28 şubat döneminin en azametli paşası kuşkusuz Çevik Bir'di. Devrin İçişleri Bakanı Meral Akşener talimatını dinlemedi diye kendisine, "Gelirsem seni yağlı kazığa oturturum ulan" diyecek kadar kudret sahibiydi.

Bir, o dönemlerde habercilere odasını gösterirken özellikle bir ayrıntıya dikkat çekiyordu. Masasının üzerinde Genelkurmay Başkanı İsmail Hakkı Karadayı'nın fotoğrafını gösteriyor, "Bakın ne kadar çok seviyorum; ailemin, çoluğumun çocuğum fotoğrafının olması gereken yerde onun fotoğrafı var" diyerek paşasına sevgi mesajları gönderiyordu. Çünkü paşasının en büyük maşasıydı ve onun emirlerini uygulayarak hazzetmediği kim varsa inletmeyi bir eğlence aracı olarak görüyordu.

Çevik Bir, aylar önce tutuklandığında hepimiz şaşırmıştık. Bizi şaşırtan tetikçinin yakalanıp, azmettiricinin ortalıkta fink atmasıydı.

Bu duruma şaşıran sadece biz olmadık haliyle. Geçtiğimiz günlerde Çevik Bir, Cumhuriyet savcılığı'na bir dilekçe yazdı. Dilekçesinde, o çok sevdiğini söylediği dostu hakkında "O emretti, ben yaptım.

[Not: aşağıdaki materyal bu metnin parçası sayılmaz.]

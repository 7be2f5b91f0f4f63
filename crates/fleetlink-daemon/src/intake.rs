//! Grant/revoke webhook intake.
//!
//! The cloud posts a [`DeviceCallback`] whenever an end user grants or
//! revokes device access through the consent page. Grants open a channel to
//! the device's relay host if none is live; a revoke that leaves a host with
//! no granted devices closes its channel.

use std::sync::Arc;

use axum::extract::State;
use axum::http::StatusCode;
use axum::response::{IntoResponse, Response};
use axum::routing::post;
use axum::{Json, Router};
use fleetlink_core::index::{CallbackAction, DeviceCallback};
use serde_json::json;
use tokio::net::TcpListener;
use tokio::sync::watch;
use tracing::{info, warn};

use crate::fleet::FleetOrchestrator;

/// Route the cloud's callback URL must point at.
pub const CALLBACK_PATH: &str = "/integrator/callback";

pub fn routes(fleet: Arc<FleetOrchestrator>) -> Router {
    Router::new()
        .route(CALLBACK_PATH, post(device_callback))
        .with_state(fleet)
}

/// Serve the intake until `shutdown` flips.
pub async fn serve(
    listener: TcpListener,
    fleet: Arc<FleetOrchestrator>,
    mut shutdown: watch::Receiver<bool>,
) -> std::io::Result<()> {
    if let Ok(addr) = listener.local_addr() {
        info!(addr = %addr, path = CALLBACK_PATH, "Callback intake listening");
    }
    axum::serve(listener, routes(fleet))
        .with_graceful_shutdown(async move {
            let _ = shutdown.changed().await;
        })
        .await
}

async fn device_callback(
    State(fleet): State<Arc<FleetOrchestrator>>,
    Json(callback): Json<DeviceCallback>,
) -> Response {
    let previous_host = fleet.index().device(&callback.device_id).map(|d| d.host);

    let action = match fleet.index().handle_callback(&callback) {
        Ok(action) => action,
        Err(e) => {
            return (StatusCode::BAD_REQUEST, Json(json!({ "error": e.to_string() })))
                .into_response();
        }
    };
    info!(
        user_id = %callback.user_id,
        device_id = %callback.device_id,
        action = %action,
        "Device callback applied"
    );

    match action {
        CallbackAction::Add => {
            let host = callback.host.clone();
            if !host.is_empty() && !fleet.is_connected(&host) {
                let fleet = Arc::clone(&fleet);
                tokio::spawn(async move {
                    if let Err(e) = fleet.connect(&host).await {
                        warn!(host = %host, error = %e, "Connect after grant failed");
                    }
                });
            }
        }
        CallbackAction::Remove => {
            if let Some(host) = previous_host
                && !fleet.index().hosts().contains(&host)
            {
                let fleet = Arc::clone(&fleet);
                tokio::spawn(async move {
                    if let Err(e) = fleet.disconnect(&host).await {
                        warn!(host = %host, error = %e, "Disconnect after revoke failed");
                    }
                });
            }
        }
    }

    Json(json!({ "action": action.as_str() })).into_response()
}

Benim pek çok şeyden haberim bile yok. O niye dışarıda, ben niye içerideyim?" diye itirafta bulunca bugün Karadayı gözaltına alındı.

O da ilk sorgusunda, "Benim hiç bir şeyden haberim yok" demiş! "Bin yıl sürecek" diyen adam bir anda hafızasını kaybetti iyi mi!

O günlerde, "Ne yapıyorsak bu ülke için yapıyoruz" diye kahramanca böbürlenenler, şimdi "Vatan için birşeyler yaptığımız külliyen yalan" diyor.

En ucuz numara ise "Hatırlamıyorum..."

Batı Çalışma Grubu'nu kurdurup sokaklarda adeta inançlı avına çıktıklarını, Sincan'da tank yürüttüklerini, hatırlamıyorlar!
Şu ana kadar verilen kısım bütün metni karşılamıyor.